Content starts

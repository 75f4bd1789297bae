use crate::code::errors::{QueryCategory, QueryError};
use crate::code::php;
use crate::rules::operators::operator_rules;
use crate::rules::rule::Rule;
use std::fmt;
use std::sync::OnceLock;

/// The traversal strategies a query can dispatch to.
#[derive(Debug, Clone, Copy, PartialEq, Eq, Hash)]
pub enum Action {
    Variable,
    Operator,
    Function,
    Construct,
    BuiltInFunction,
    String,
    Interpolation,
    EncapsedString,
}

impl Action {
    pub const ALL: [Action; 8] = [
        Action::Variable,
        Action::Operator,
        Action::Function,
        Action::Construct,
        Action::BuiltInFunction,
        Action::String,
        Action::Interpolation,
        Action::EncapsedString,
    ];

    /// Name used as the node kind in selectors.
    pub fn kind_name(self) -> &'static str {
        match self {
            Action::Variable => "variable",
            Action::Operator => "operator",
            Action::Function => "function",
            Action::Construct => "construct",
            Action::BuiltInFunction => "builtin",
            Action::String => "string",
            Action::Interpolation => "interpolation",
            Action::EncapsedString => "encapsed-string",
        }
    }

    /// Name used for method-style dispatch.
    pub fn method_name(self) -> &'static str {
        match self {
            Action::Variable => "find_variable",
            Action::Operator => "find_operator",
            Action::Function => "find_function",
            Action::Construct => "find_construct",
            Action::BuiltInFunction => "find_builtin_function",
            Action::String => "find_string",
            Action::Interpolation => "find_interpolation",
            Action::EncapsedString => "find_encapsed_string",
        }
    }

    pub fn from_method(method: &str) -> Option<Self> {
        Self::ALL.into_iter().find(|a| a.method_name() == method)
    }

    /// Parameters the strategy itself understands. Operator rules may add more.
    pub fn accepted_params(self) -> &'static [&'static str] {
        match self {
            Action::Variable
            | Action::Operator
            | Action::Function
            | Action::Construct
            | Action::BuiltInFunction => &["name"],
            Action::String | Action::EncapsedString => &["value"],
            Action::Interpolation => &[],
        }
    }

    /// Whether `name` must be given and resolve in a registry.
    pub fn requires_name(self) -> bool {
        matches!(
            self,
            Action::Operator | Action::Construct | Action::BuiltInFunction
        )
    }
}

impl fmt::Display for Action {
    fn fmt(&self, f: &mut fmt::Formatter<'_>) -> fmt::Result {
        f.write_str(self.kind_name())
    }
}

/// A language construct and the grammar node that represents it.
#[derive(Debug, Clone, Copy, PartialEq, Eq)]
pub struct Construct {
    pub name: &'static str,
    pub node_kind: &'static str,
}

const CONSTRUCTS: &[Construct] = &[
    Construct {
        name: "echo",
        node_kind: php::ECHO_STATEMENT,
    },
    Construct {
        name: "print",
        node_kind: php::PRINT_INTRINSIC,
    },
    Construct {
        name: "unset",
        node_kind: php::UNSET_STATEMENT,
    },
];

const BUILTIN_FUNCTIONS: &[&str] = &[
    "count",
    "strlen",
    "str_replace",
    "implode",
    "explode",
    "array_push",
    "printf",
    "var_dump",
];

/// Every name a query can resolve against.
///
/// Built once per process by [`Registry::standard`] and never mutated.
#[derive(Debug, Clone)]
pub struct Registry {
    kinds: Vec<Action>,
    operators: Vec<Rule>,
    constructs: Vec<Construct>,
    builtin_functions: Vec<&'static str>,
}

impl Registry {
    pub fn new() -> Self {
        Self {
            kinds: Action::ALL.to_vec(),
            operators: operator_rules(),
            constructs: CONSTRUCTS.to_vec(),
            builtin_functions: BUILTIN_FUNCTIONS.to_vec(),
        }
    }

    /// Replace the operator table, keeping registration order.
    pub fn with_operators(mut self, operators: Vec<Rule>) -> Self {
        self.operators = operators;
        self
    }

    /// The process-wide registry.
    pub fn standard() -> &'static Registry {
        static STANDARD: OnceLock<Registry> = OnceLock::new();
        STANDARD.get_or_init(Registry::new)
    }

    pub fn action(&self, kind: &str) -> Result<Action, QueryError> {
        self.kinds
            .iter()
            .copied()
            .find(|a| a.kind_name() == kind)
            .ok_or_else(|| {
                QueryError::unknown_name(QueryCategory::NodeKind, kind, self.kind_names())
            })
    }

    pub fn operator(&self, name: &str) -> Result<&Rule, QueryError> {
        self.operators
            .iter()
            .find(|rule| rule.name() == name)
            .ok_or_else(|| {
                QueryError::unknown_name(QueryCategory::Operator, name, self.operator_names())
            })
    }

    pub fn construct(&self, name: &str) -> Result<&Construct, QueryError> {
        self.constructs
            .iter()
            .find(|c| c.name == name)
            .ok_or_else(|| {
                QueryError::unknown_name(QueryCategory::Construct, name, self.construct_names())
            })
    }

    pub fn builtin_function(&self, name: &str) -> Result<&'static str, QueryError> {
        self.builtin_functions
            .iter()
            .copied()
            .find(|f| *f == name)
            .ok_or_else(|| {
                QueryError::unknown_name(
                    QueryCategory::BuiltInFunction,
                    name,
                    self.builtin_function_names(),
                )
            })
    }

    /// Names valid for the required `name` parameter of `action`.
    pub fn names_for(&self, action: Action) -> Vec<&'static str> {
        match action {
            Action::Operator => self.operator_names(),
            Action::Construct => self.construct_names(),
            Action::BuiltInFunction => self.builtin_function_names(),
            _ => Vec::new(),
        }
    }

    pub fn kind_names(&self) -> Vec<&'static str> {
        self.kinds.iter().map(|a| a.kind_name()).collect()
    }

    pub fn method_names(&self) -> Vec<&'static str> {
        self.kinds.iter().map(|a| a.method_name()).collect()
    }

    pub fn operator_names(&self) -> Vec<&'static str> {
        self.operators.iter().map(Rule::name).collect()
    }

    pub fn operators(&self) -> &[Rule] {
        &self.operators
    }

    pub fn construct_names(&self) -> Vec<&'static str> {
        self.constructs.iter().map(|c| c.name).collect()
    }

    pub fn builtin_function_names(&self) -> Vec<&'static str> {
        self.builtin_functions.clone()
    }
}

impl Default for Registry {
    fn default() -> Self {
        Self::new()
    }
}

Content ends

What is needed
A word-for-word copy of all the material is the required answer.

Reply
repository 75f4bd1789297bae
use crate::code::errors::{QueryCategory, QueryError};
use crate::code::php;
use crate::rules::operators::operator_rules;
use crate::rules::rule::Rule;
use std::fmt;
use std::sync::OnceLock;

/// The traversal strategies a query can dispatch to.
#[derive(Debug, Clone, Copy, PartialEq, Eq, Hash)]
pub enum Action {
    Variable,
    Operator,
    Function,
    Construct,
    BuiltInFunction,
    String,
    Interpolation,
    EncapsedString,
}

impl Action {
    pub const ALL: [Action; 8] = [
        Action::Variable,
        Action::Operator,
        Action::Function,
        Action::Construct,
        Action::BuiltInFunction,
        Action::String,
        Action::Interpolation,
        Action::EncapsedString,
    ];

    /// Name used as the node kind in selectors.
    pub fn kind_name(self) -> &'static str {
        match self {
            Action::Variable => "variable",
            Action::Operator => "operator",
            Action::Function => "function",
            Action::Construct => "construct",
            Action::BuiltInFunction => "builtin",
            Action::String => "string",
            Action::Interpolation => "interpolation",
            Action::EncapsedString => "encapsed-string",
        }
    }

    /// Name used for method-style dispatch.
    pub fn method_name(self) -> &'static str {
        match self {
            Action::Variable => "find_variable",
            Action::Operator => "find_operator",
            Action::Function => "find_function",
            Action::Construct => "find_construct",
            Action::BuiltInFunction => "find_builtin_function",
            Action::String => "find_string",
            Action::Interpolation => "find_interpolation",
            Action::EncapsedString => "find_encapsed_string",
        }
    }

    pub fn from_method(method: &str) -> Option<Self> {
        Self::ALL.into_iter().find(|a| a.method_name() == method)
    }

    /// Parameters the strategy itself understands. Operator rules may add more.
    pub fn accepted_params(self) -> &'static [&'static str] {
        match self {
            Action::Variable
            | Action::Operator
            | Action::Function
            | Action::Construct
            | Action::BuiltInFunction => &["name"],
            Action::String | Action::EncapsedString => &["value"],
            Action::Interpolation => &[],
        }
    }

    /// Whether `name` must be given and resolve in a registry.
    pub fn requires_name(self) -> bool {
        matches!(
            self,
            Action::Operator | Action::Construct | Action::BuiltInFunction
        )
    }
}

impl fmt::Display for Action {
    fn fmt(&self, f: &mut fmt::Formatter<'_>) -> fmt::Result {
        f.write_str(self.kind_name())
    }
}

/// A language construct and the grammar node that represents it.
#[derive(Debug, Clone, Copy, PartialEq, Eq)]
pub struct Construct {
    pub name: &'static str,
    pub node_kind: &'static str,
}

const CONSTRUCTS: &[Construct] = &[
    Construct {
        name: "echo",
        node_kind: php::ECHO_STATEMENT,
    },
    Construct {
        name: "print",
        node_kind: php::PRINT_INTRINSIC,
    },
    Construct {
        name: "unset",
        node_kind: php::UNSET_STATEMENT,
    },
];

const BUILTIN_FUNCTIONS: &[&str] = &[
    "count",
    "strlen",
    "str_replace",
    "implode",
    "explode",
    "array_push",
    "printf",
    "var_dump",
];

/// Every name a query can resolve against.
///
/// Built once per process by [`Registry::standard`] and never mutated.
#[derive(Debug, Clone)]
pub struct Registry {
    kinds: Vec<Action>,
    operators: Vec<Rule>,
    constructs: Vec<Construct>,
    builtin_functions: Vec<&'static str>,
}

impl Registry {
    pub fn new() -> Self {
        Self {
            kinds: Action::ALL.to_vec(),
            operators: operator_rules(),
            constructs: CONSTRUCTS.to_vec(),
            builtin_functions: BUILTIN_FUNCTIONS.to_vec(),
        }
    }

    /// Replace the operator table, keeping registration order.
    pub fn with_operators(mut self, operators: Vec<Rule>) -> Self {
        self.operators = operators;
        self
    }

    /// The process-wide registry.
    pub fn standard() -> &'static Registry {
        static STANDARD: OnceLock<Registry> = OnceLock::new();
        STANDARD.get_or_init(Registry::new)
    }

    pub fn action(&self, kind: &str) -> Result<Action, QueryError> {
        self.kinds
            .iter()
            .copied()
            .find(|a| a.kind_name() == kind)
            .ok_or_else(|| {
                QueryError::unknown_name(QueryCategory::NodeKind, kind, self.kind_names())
            })
    }

    pub fn operator(&self, name: &str) -> Result<&Rule, QueryError> {
        self.operators
            .iter()
            .find(|rule| rule.name() == name)
            .ok_or_else(|| {
                QueryError::unknown_name(QueryCategory::Operator, name, self.operator_names())
            })
    }

    pub fn construct(&self, name: &str) -> Result<&Construct, QueryError> {
        self.constructs
            .iter()
            .find(|c| c.name == name)
            .ok_or_else(|| {
                QueryError::unknown_name(QueryCategory::Construct, name, self.construct_names())
            })
    }

    pub fn builtin_function(&self, name: &str) -> Result<&'static str, QueryError> {
        self.builtin_functions
            .iter()
            .copied()
            .find(|f| *f == name)
            .ok_or_else(|| {
                QueryError::unknown_name(
                    QueryCategory::BuiltInFunction,
                    name,
                    self.builtin_function_names(),
                )
            })
    }

    /// Names valid for the required `name` parameter of `action`.
    pub fn names_for(&self, action: Action) -> Vec<&'static str> {
        match action {
            Action::Operator => self.operator_names(),
            Action::Construct => self.construct_names(),
            Action::BuiltInFunction => self.builtin_function_names(),
            _ => Vec::new(),
        }
    }

    pub fn kind_names(&self) -> Vec<&'static str> {
        self.kinds.iter().map(|a| a.kind_name()).collect()
    }

    pub fn method_names(&self) -> Vec<&'static str> {
        self.kinds.iter().map(|a| a.method_name()).collect()
    }

    pub fn operator_names(&self) -> Vec<&'static str> {
        self.operators.iter().map(Rule::name).collect()
    }

    pub fn operators(&self) -> &[Rule] {
        &self.operators
    }

    pub fn construct_names(&self) -> Vec<&'static str> {
        self.constructs.iter().map(|c| c.name).collect()
    }

    pub fn builtin_function_names(&self) -> Vec<&'static str> {
        self.builtin_functions.clone()
    }
}

impl Default for Registry {
    fn default() -> Self {
        Self::new()
    }
}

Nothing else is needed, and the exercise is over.